What can be done to prevent chemical injury?
-Careful predive dip test
-Pay special attention to mouthpiece rotary valve upon water entry and exit
-Dive buddies perform careful leak checks
Describe the management of asymptomatic diver?
*Chamber available within 60 minutes
1. No stops required
2. 20' stop required (<:01 SI, 1-5min SI, >:05 SI)
Note 1
3. Deeper than 20' stop required (0-5 min SI, > :05 SI, >:30 "D" missed)
Note 1
1. Observe on surface for one hour
2. <1 min SI. Return to 20' and add :01 to stop time
1-5 min SI. Return to 20' and multiply stop time by 1.5
>5 min SI. TT-6
3. 0-5 min SI. TT-5
>5 min SI. TT-6
>30 min "D" missed. TT-6
Note 1: If the diver is returned to an omitted "D" stop shallower then 33' then he must manually drive the rig.
Describe the management of asymptomatic diver?
*Chamber NOT available within 60 minutes
1. No stops required
2. 20' stop required
Note 1
3. Deeper than 20' stop required
Note 1
1. Observe on surface for one hour
2. <1 min SI. Return to 20' and add :01 to stop time
1-5 min SI. Return to 20' and multiply stop time by 1.5
>5 min SI. Return to 20' and multiply stop time by 1.5
3. 0-5 min SI, >5 min SI, >30 min "D" missed.
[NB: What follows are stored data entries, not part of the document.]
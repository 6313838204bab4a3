//! Generic LRU Cache
//!
//! Bounded key-value cache with optional per-entry TTL, backed by a
//! `HashMap` index over an intrusive doubly-linked list so that `get` can
//! move an entry to the front in O(1). Every operation locks an internal
//! `parking_lot::Mutex`, so the cache is safe to share behind an `Arc`
//! across tasks without an external lock.
//!
//! `max_entries == 0` disables eviction; `ttl.is_zero()` disables expiry.

use std::collections::HashMap;
use std::hash::Hash;
use std::time::{Duration, Instant};

use parking_lot::Mutex;

struct Slot<K, V> {
    key: K,
    value: V,
    expiry: Option<Instant>,
    prev: Option<usize>,
    next: Option<usize>,
}

struct Inner<K, V> {
    slots: Vec<Option<Slot<K, V>>>,
    index: HashMap<K, usize>,
    free: Vec<usize>,
    head: Option<usize>,
    tail: Option<usize>,
    len: usize,
}

/// Snapshot of cache hit/miss/eviction counters.
#[derive(Debug, Clone, Copy, Default, PartialEq, Eq)]
pub struct CacheStats {
    pub hits: u64,
    pub misses: u64,
    pub expiries: u64,
    pub evictions: u64,
}

/// A bounded, optionally TTL-expiring LRU cache.
pub struct LruCache<K, V> {
    inner: Mutex<Inner<K, V>>,
    stats: Mutex<CacheStats>,
    max_entries: usize,
    ttl: Duration,
}

impl<K, V> Inner<K, V>
where
    K: Eq + Hash + Clone,
    V: Clone,
{
    fn new() -> Self {
        Self {
            slots: Vec::new(),
            index: HashMap::new(),
            free: Vec::new(),
            head: None,
            tail: None,
            len: 0,
        }
    }

    fn unlink(&mut self, id: usize) {
        let (prev, next) = {
            let slot = self.slots[id].as_ref().expect("unlink of vacant slot");
            (slot.prev, slot.next)
        };
        match prev {
            Some(p) => self.slots[p].as_mut().unwrap().next = next,
            None => self.head = next,
        }
        match next {
            Some(n) => self.slots[n].as_mut().unwrap().prev = prev,
            None => self.tail = prev,
        }
    }

    fn push_front(&mut self, id: usize) {
        let old_head = self.head;
        {
            let slot = self.slots[id].as_mut().unwrap();
            slot.prev = None;
            slot.next = old_head;
        }
        if let Some(h) = old_head {
            self.slots[h].as_mut().unwrap().prev = Some(id);
        }
        self.head = Some(id);
        if self.tail.is_none() {
            self.tail = Some(id);
        }
    }

    fn touch(&mut self, id: usize) {
        if self.head == Some(id) {
            return;
        }
        self.unlink(id);
        self.push_front(id);
    }

    fn remove_slot(&mut self, id: usize) -> Slot<K, V> {
        self.unlink(id);
        let slot = self.slots[id].take().expect("remove of vacant slot");
        self.index.remove(&slot.key);
        self.free.push(id);
        self.len -= 1;
        slot
    }

    fn insert_new(&mut self, key: K, value: V, expiry: Option<Instant>) -> usize {
        let slot = Slot {
            key: key.clone(),
            value,
            expiry,
            prev: None,
            next: None,
        };
        let id = match self.free.pop() {
            Some(id) => {
                self.slots[id] = Some(slot);
                id
            }
            None => {
                self.slots.push(Some(slot));
                self.slots.len() - 1
            }
        };
        self.index.insert(key, id);
        self.push_front(id);
        self.len += 1;
        id
    }
}

impl<K, V> LruCache<K, V>
where
    K: Eq + Hash + Clone,
    V: Clone,
{
    /// Create a cache with the given bound (`0` = unbounded) and TTL
    /// (`Duration::ZERO` = entries never expire).
    pub fn new(max_entries: usize, ttl: Duration) -> Self {
        Self {
            inner: Mutex::new(Inner::new()),
            stats: Mutex::new(CacheStats::default()),
            max_entries,
            ttl,
        }
    }

    fn expiry_for(&self, now: Instant) -> Option<Instant> {
        if self.ttl.is_zero() {
            None
        } else {
            Some(now + self.ttl)
        }
    }

    /// Insert or overwrite `key`. Resets the TTL and moves the entry to
    /// the front. Evicts the tail entry if this insert would exceed
    /// `max_entries`.
    pub fn set(&self, key: K, value: V) {
        let now = Instant::now();
        let expiry = self.expiry_for(now);
        self.set_with_expiry(key, value, expiry);
    }

    /// Like [`set`](Self::set), but with an explicit expiry instant
    /// (used to restore entries from a persisted snapshot).
    pub fn set_with_expiry(&self, key: K, value: V, expiry: Option<Instant>) {
        let mut inner = self.inner.lock();
        if let Some(&id) = inner.index.get(&key) {
            {
                let slot = inner.slots[id].as_mut().unwrap();
                slot.value = value;
                slot.expiry = expiry;
            }
            inner.touch(id);
            return;
        }

        if self.max_entries > 0 && inner.len >= self.max_entries {
            if let Some(tail) = inner.tail {
                inner.remove_slot(tail);
                self.stats.lock().evictions += 1;
            }
        }
        inner.insert_new(key, value, expiry);
    }

    /// Look up `key`. A TTL-expired entry is evicted and counted as both
    /// an expiry and a miss. On hit, the entry moves to the front.
    pub fn get(&self, key: &K) -> Option<V> {
        let mut inner = self.inner.lock();
        let Some(&id) = inner.index.get(key) else {
            self.stats.lock().misses += 1;
            return None;
        };

        let expired = inner.slots[id]
            .as_ref()
            .unwrap()
            .expiry
            .is_some_and(|exp| Instant::now() > exp);

        if expired {
            inner.remove_slot(id);
            let mut stats = self.stats.lock();
            stats.expiries += 1;
            stats.misses += 1;
            return None;
        }

        inner.touch(id);
        let value = inner.slots[id].as_ref().unwrap().value.clone();
        self.stats.lock().hits += 1;
        Some(value)
    }

    /// Remove `key` unconditionally. Returns whether it was present.
    pub fn delete(&self, key: &K) -> bool {
        let mut inner = self.inner.lock();
        if let Some(&id) = inner.index.get(key) {
            inner.remove_slot(id);
            true
        } else {
            false
        }
    }

    /// Remove every entry.
    pub fn clear(&self) {
        let mut inner = self.inner.lock();
        *inner = Inner::new();
    }

    /// Number of live (not necessarily unexpired) entries.
    pub fn len(&self) -> usize {
        self.inner.lock().len
    }

    pub fn is_empty(&self) -> bool {
        self.len() == 0
    }

    /// Keys from most- to least-recently-used.
    pub fn keys(&self) -> Vec<K> {
        let inner = self.inner.lock();
        let mut out = Vec::with_capacity(inner.len);
        let mut cur = inner.head;
        while let Some(id) = cur {
            let slot = inner.slots[id].as_ref().unwrap();
            out.push(slot.key.clone());
            cur = slot.next;
        }
        out
    }

    /// Walk tail-to-head evicting expired entries. Returns the count
    /// removed. No-op when the cache has no TTL configured.
    pub fn cleanup(&self) -> usize {
        if self.ttl.is_zero() {
            return 0;
        }
        let now = Instant::now();
        let mut inner = self.inner.lock();
        let mut removed = 0usize;
        let mut cur = inner.tail;
        while let Some(id) = cur {
            let prev = inner.slots[id].as_ref().unwrap().prev;
            let expired = inner.slots[id]
                .as_ref()
                .unwrap()
                .expiry
                .is_some_and(|exp| now > exp);
            if expired {
                inner.remove_slot(id);
                removed += 1;
            }
            cur = prev;
        }
        if removed > 0 {
            self.stats.lock().expiries += removed as u64;
        }
        removed
    }

    /// Snapshot of all non-expired entries, most-recently-used first.
    /// Used by callers that persist the cache to disk.
    pub fn entries(&self) -> Vec<(K, V, Option<Instant>)> {
        let now = Instant::now();
        let inner = self.inner.lock();
        let mut out = Vec::with_capacity(inner.len);
        let mut cur = inner.head;
        while let Some(id) = cur {
            let slot = inner.slots[id].as_ref().unwrap();
            if !slot.expiry.is_some_and(|exp| now > exp) {
                out.push((slot.key.clone(), slot.value.clone(), slot.expiry));
            }
            cur = slot.next;
        }
        out
    }

    /// Snapshot of hit/miss/expiry/eviction counters.
    pub fn stats(&self) -> CacheStats {
        *self.stats.lock()
    }
}

#[cfg(test)]
mod tests {
    use super::*;

    #[test]
    fn set_get_roundtrip() {
        let cache = LruCache::new(0, Duration::ZERO);
        cache.set("a", 1);
        assert_eq!(cache.get(&"a"), Some(1));
    }

    #[test]
    fn eviction_respects_max_entries() {
        let cache = LruCache::new(2, Duration::ZERO);
        cache.set("a", 1);
        cache.set("b", 2);
        cache.set("c", 3);
        assert_eq!(cache.len(), 2);
        assert_eq!(cache.get(&"a"), None);
        assert_eq!(cache.get(&"b"), Some(2));
        assert_eq!(cache.get(&"c"), Some(3));
    }

    #[test]
    fn get_promotes_survivor_past_eviction() {
        let cache = LruCache::new(2, Duration::ZERO);
        cache.set("a", 1);
        cache.set("b", 2);
        // touch "a" so "b" becomes the LRU victim
        cache.get(&"a");
        cache.set("c", 3);
        assert_eq!(cache.get(&"a"), Some(1));
        assert_eq!(cache.get(&"b"), None);
        assert_eq!(cache.get(&"c"), Some(3));
    }

    #[test]
    fn size_after_n_sets_with_distinct_keys() {
        let cache = LruCache::new(3, Duration::ZERO);
        for i in 0..10 {
            cache.set(i, i);
        }
        assert_eq!(cache.len(), 3);
    }

    #[test]
    fn ttl_expires_entries() {
        let cache = LruCache::new(0, Duration::from_millis(10));
        cache.set("a", 1);
        assert_eq!(cache.get(&"a"), Some(1));
        std::thread::sleep(Duration::from_millis(20));
        assert_eq!(cache.get(&"a"), None);
        assert_eq!(cache.stats().expiries, 1);
    }

    #[test]
    fn ttl_disabled_when_zero() {
        let cache = LruCache::new(0, Duration::ZERO);
        cache.set("a", 1);
        std::thread::sleep(Duration::from_millis(5));
        assert_eq!(cache.get(&"a"), Some(1));
    }

    #[test]
    fn cleanup_counts_expired_only() {
        let cache = LruCache::new(0, Duration::from_millis(10));
        cache.set("a", 1);
        std::thread::sleep(Duration::from_millis(20));
        cache.set("b", 2);
        let removed = cache.cleanup();
        assert_eq!(removed, 1);
        assert_eq!(cache.len(), 1);
        assert_eq!(cache.get(&"b"), Some(2));
    }

    #[test]
    fn entries_snapshot_excludes_expired() {
        let cache = LruCache::new(0, Duration::from_millis(10));
        cache.set("a", 1);
        std::thread::sleep(Duration::from_millis(20));
        cache.set("b", 2);
        let snap = cache.entries();
        assert_eq!(snap.len(), 1);
        assert_eq!(snap[0].0, "b");
    }

    #[test]
    fn set_with_expiry_restores_ttl() {
        let cache: LruCache<&str, i32> = LruCache::new(0, Duration::from_secs(60));
        let past = Instant::now() - Duration::from_secs(1);
        cache.set_with_expiry("a", 1, Some(past));
        assert_eq!(cache.get(&"a"), None);
    }

    #[test]
    fn delete_and_clear() {
        let cache = LruCache::new(0, Duration::ZERO);
        cache.set("a", 1);
        assert!(cache.delete(&"a"));
        assert!(!cache.delete(&"a"));
        cache.set("b", 2);
        cache.clear();
        assert_eq!(cache.len(), 0);
    }

    #[test]
    fn keys_head_to_tail_order() {
        let cache = LruCache::new(0, Duration::ZERO);
        cache.set("a", 1);
        cache.set("b", 2);
        cache.set("c", 3);
        assert_eq!(cache.keys(), vec!["c", "b", "a"]);
    }
}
For all listed descend to depth of deepest stop and multiply all stop times 40' and shallower by 1.5.
Note 1: If the diver is returned to an omitted "D" stop shallower then 33' then he must manually drive the rig.
How do you handle in water decompression sickness when the diver feels he can remain in the water?
-Dipatch the standby diver to assist
-Have the diver descend to depth of relief in 10' incriments, but no monre than 2 incriments (20')
-Multiply all stop times by 1.5, if deeper than deepest planned stop use deepest planned stop time for the one or two stops deeper than the original stop.
-Ascend on new profile, extend as needed to control sx
-Upon surfacing transport to nearest appropriate chamber for treatment, use TT-5 if asymptomatic.
How do you handle in water decompression sickness when the diver cannot safely remain in the water?
-Surface the diver at a moderate rate NTE 30 fpm
-If alevel I chamber is available recompress immediatly and treat appropriately.
-If the stricken must be transported to the nearest chamber have him breather 100% O2 and regardless of improvements treat for original sx.